Your task: Restate the full set of records exactly, without adding or dropping a word.

Exercise data:
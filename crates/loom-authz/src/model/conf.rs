// Copyright (c) 2025 Geoffrey Huntley <ghuntley@ghuntley.com>. All rights reserved.
// SPDX-License-Identifier: Proprietary

//! Reader for the INI-like model configuration text.
//!
//! The grammar is deliberately small:
//!
//! ```text
//! # comment
//! [section]
//! key = value            # trailing comment
//! long = first part \
//!        second part
//! ```
//!
//! Only the first `=` splits a line, so values may contain `==`.

use crate::error::{AuthzError, Result};

/// A `key = value` line inside a section.
#[derive(Debug, Clone, PartialEq, Eq)]
pub struct ConfEntry {
	pub key: String,
	pub value: String,
	/// 1-based line where the entry starts.
	pub line: usize,
}

/// A `[section]` and its entries in file order.
#[derive(Debug, Clone, PartialEq, Eq)]
pub struct ConfSection {
	pub name: String,
	pub line: usize,
	pub entries: Vec<ConfEntry>,
}

/// Parsed configuration text. Sections keep their first-seen order; a section
/// header that appears twice continues the earlier section.
#[derive(Debug, Clone, Default, PartialEq, Eq)]
pub struct ConfFile {
	pub sections: Vec<ConfSection>,
}

impl ConfFile {
	pub fn parse(text: &str) -> Result<Self> {
		let mut conf = ConfFile::default();
		let mut current: Option<usize> = None;
		let mut lines = text.lines().enumerate().peekable();

		while let Some((idx, raw)) = lines.next() {
			let line_no = idx + 1;
			let line = raw.trim();
			if is_blank_or_comment(line) {
				continue;
			}

			if line.starts_with('[') {
				let name = parse_header(line, line_no)?;
				current = Some(conf.section_index(name, line_no));
				continue;
			}

			let mut logical = strip_trailing_comment(line).to_string();
			while logical.ends_with('\\') {
				logical.pop();
				logical.truncate(logical.trim_end().len());
				let next = loop {
					match lines.next() {
						Some((_, next)) if is_blank_or_comment(next.trim()) => continue,
						Some((_, next)) => break Some(next.trim()),
						None => break None,
					}
				};
				let Some(next) = next else {
					break;
				};
				logical.push(' ');
				logical.push_str(strip_trailing_comment(next));
			}

			let Some((key, value)) = logical.split_once('=') else {
				return Err(AuthzError::parse(
					line_no,
					format!("expected `key = value`, found `{line}`"),
				));
			};
			let key = key.trim();
			if key.is_empty() {
				return Err(AuthzError::parse(line_no, "empty key"));
			}
			let Some(section) = current else {
				return Err(AuthzError::parse(
					line_no,
					format!("`{key}` appears before any [section] header"),
				));
			};

			conf.sections[section].entries.push(ConfEntry {
				key: key.to_string(),
				value: value.trim().to_string(),
				line: line_no,
			});
		}

		Ok(conf)
	}

	pub fn section(&self, name: &str) -> Option<&ConfSection> {
		self.sections.iter().find(|s| s.name == name)
	}

	fn section_index(&mut self, name: String, line: usize) -> usize {
		if let Some(pos) = self.sections.iter().position(|s| s.name == name) {
			return pos;
		}
		self.sections.push(ConfSection {
			name,
			line,
			entries: Vec::new(),
		});
		self.sections.len() - 1
	}
}

fn is_blank_or_comment(line: &str) -> bool {
	line.is_empty() || line.starts_with('#') || line.starts_with(';')
}

fn parse_header(line: &str, line_no: usize) -> Result<String> {
	let inner = line
		.strip_prefix('[')
		.and_then(|rest| rest.strip_suffix(']'))
		.ok_or_else(|| AuthzError::parse(line_no, format!("malformed section header `{line}`")))?
		.trim();
	if inner.is_empty() {
		return Err(AuthzError::parse(line_no, "empty section name"));
	}
	Ok(inner.to_string())
}

/// Cuts a `# comment` off the end of a value, ignoring `#` inside quotes.
fn strip_trailing_comment(line: &str) -> &str {
	let mut quote: Option<char> = None;
	for (i, c) in line.char_indices() {
		match (quote, c) {
			(None, '"' | '\'') => quote = Some(c),
			(Some(q), c) if c == q => quote = None,
			(None, '#') => return line[..i].trim_end(),
			_ => {}
		}
	}
	line
}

Answer section:
filename crates/loom-authz/src/model/conf.rs
// Copyright (c) 2025 Geoffrey Huntley <ghuntley@ghuntley.com>. All rights reserved.
// SPDX-License-Identifier: Proprietary

//! Reader for the INI-like model configuration text.
//!
//! The grammar is deliberately small:
//!
//! ```text
//! # comment
//! [section]
//! key = value            # trailing comment
//! long = first part \
//!        second part
//! ```
//!
//! Only the first `=` splits a line, so values may contain `==`.

use crate::error::{AuthzError, Result};

/// A `key = value` line inside a section.
#[derive(Debug, Clone, PartialEq, Eq)]
pub struct ConfEntry {
	pub key: String,
	pub value: String,
	/// 1-based line where the entry starts.
	pub line: usize,
}

/// A `[section]` and its entries in file order.
#[derive(Debug, Clone, PartialEq, Eq)]
pub struct ConfSection {
	pub name: String,
	pub line: usize,
	pub entries: Vec<ConfEntry>,
}

/// Parsed configuration text. Sections keep their first-seen order; a section
/// header that appears twice continues the earlier section.
#[derive(Debug, Clone, Default, PartialEq, Eq)]
pub struct ConfFile {
	pub sections: Vec<ConfSection>,
}

impl ConfFile {
	pub fn parse(text: &str) -> Result<Self> {
		let mut conf = ConfFile::default();
		let mut current: Option<usize> = None;
		let mut lines = text.lines().enumerate().peekable();

		while let Some((idx, raw)) = lines.next() {
			let line_no = idx + 1;
			let line = raw.trim();
			if is_blank_or_comment(line) {
				continue;
			}

			if line.starts_with('[') {
				let name = parse_header(line, line_no)?;
				current = Some(conf.section_index(name, line_no));
				continue;
			}

			let mut logical = strip_trailing_comment(line).to_string();
			while logical.ends_with('\\') {
				logical.pop();
				logical.truncate(logical.trim_end().len());
				let next = loop {
					match lines.next() {
						Some((_, next)) if is_blank_or_comment(next.trim()) => continue,
						Some((_, next)) => break Some(next.trim()),
						None => break None,
					}
				};
				let Some(next) = next else {
					break;
				};
				logical.push(' ');
				logical.push_str(strip_trailing_comment(next));
			}

			let Some((key, value)) = logical.split_once('=') else {
				return Err(AuthzError::parse(
					line_no,
					format!("expected `key = value`, found `{line}`"),
				));
			};
			let key = key.trim();
			if key.is_empty() {
				return Err(AuthzError::parse(line_no, "empty key"));
			}
			let Some(section) = current else {
				return Err(AuthzError::parse(
					line_no,
					format!("`{key}` appears before any [section] header"),
				));
			};

			conf.sections[section].entries.push(ConfEntry {
				key: key.to_string(),
				value: value.trim().to_string(),
				line: line_no,
			});
		}

		Ok(conf)
	}

	pub fn section(&self, name: &str) -> Option<&ConfSection> {
		self.sections.iter().find(|s| s.name == name)
	}

	fn section_index(&mut self, name: String, line: usize) -> usize {
		if let Some(pos) = self.sections.iter().position(|s| s.name == name) {
			return pos;
		}
		self.sections.push(ConfSection {
			name,
			line,
			entries: Vec::new(),
		});
		self.sections.len() - 1
	}
}

fn is_blank_or_comment(line: &str) -> bool {
	line.is_empty() || line.starts_with('#') || line.starts_with(';')
}

fn parse_header(line: &str, line_no: usize) -> Result<String> {
	let inner = line
		.strip_prefix('[')
		.and_then(|rest| rest.strip_suffix(']'))
		.ok_or_else(|| AuthzError::parse(line_no, format!("malformed section header `{line}`")))?
		.trim();
	if inner.is_empty() {
		return Err(AuthzError::parse(line_no, "empty section name"));
	}
	Ok(inner.to_string())
}

/// Cuts a `# comment` off the end of a value, ignoring `#` inside quotes.
fn strip_trailing_comment(line: &str) -> &str {
	let mut quote: Option<char> = None;
	for (i, c) in line.char_indices() {
		match (quote, c) {
			(None, '"' | '\'') => quote = Some(c),
			(Some(q), c) if c == q => quote = None,
			(None, '#') => return line[..i].trim_end(),
			_ => {}
		}
	}
	line
}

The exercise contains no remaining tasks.